◆ GOAL OF THE EXERCISE ◆
Whichever lines include the word "true", copy them as they appear in the data.

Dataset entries
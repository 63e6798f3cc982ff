//! Unit tests for applying an external profile record.

use homeroom::slices::{PreferencesSlice, ProfileSettings, SettingsSlice};
use homeroom::{AppStore, Language, MemoryStorage};

fn store() -> AppStore {
    let store = AppStore::new(MemoryStorage::new(), "profile-test");
    store.hydrate(|_| {});
    store
}

#[test]
fn test_partial_profile_uses_defaults_for_missing_fields() {
    let store = store();
    store.update(|s| {
        s.settings.set_email_notifications(false);
        s.settings.set_weekly_digest(true);
        s.preferences.set_large_font(true);
    });

    let profile: ProfileSettings = serde_json::from_str(
        r#"{ "pushNotifications": false, "language": "es", "voiceNarration": true }"#,
    )
    .unwrap();
    store.hydrate_settings_from_profile(Some(&profile));

    let defaults = SettingsSlice::default();
    store.read(|s| {
        assert!(!s.settings.push_notifications());
        assert_eq!(s.settings.email_notifications(), defaults.email_notifications());
        assert_eq!(s.settings.sms_notifications(), defaults.sms_notifications());
        assert_eq!(s.settings.emergency_alerts(), defaults.emergency_alerts());
        assert_eq!(s.settings.weekly_digest(), defaults.weekly_digest());

        assert_eq!(s.preferences.language(), Language::Spanish);
        assert!(s.preferences.voice_narration());
        assert!(!s.preferences.large_font());
    });
}

#[test]
fn test_absent_profile_resets_to_defaults() {
    let store = store();
    store.update(|s| {
        s.settings.set_sms_notifications(true);
        s.preferences.set_language(Language::Chinese);
    });

    store.hydrate_settings_from_profile(None);

    let state = store.state();
    assert_eq!(state.settings, SettingsSlice::default());
    assert_eq!(state.preferences, PreferencesSlice::default());
}

#[test]
fn test_empty_profile_object_equals_defaults() {
    let store = store();
    let profile: ProfileSettings = serde_json::from_str("{}").unwrap();
    store.hydrate_settings_from_profile(Some(&profile));
    assert_eq!(store.state().settings, SettingsSlice::default());
}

◆ EXERCISE SOLUTION ◆
        s.settings.set_weekly_digest(true);
        s.preferences.set_large_font(true);
        r#"{ "pushNotifications": false, "language": "es", "voiceNarration": true }"#,
        s.settings.set_sms_notifications(true);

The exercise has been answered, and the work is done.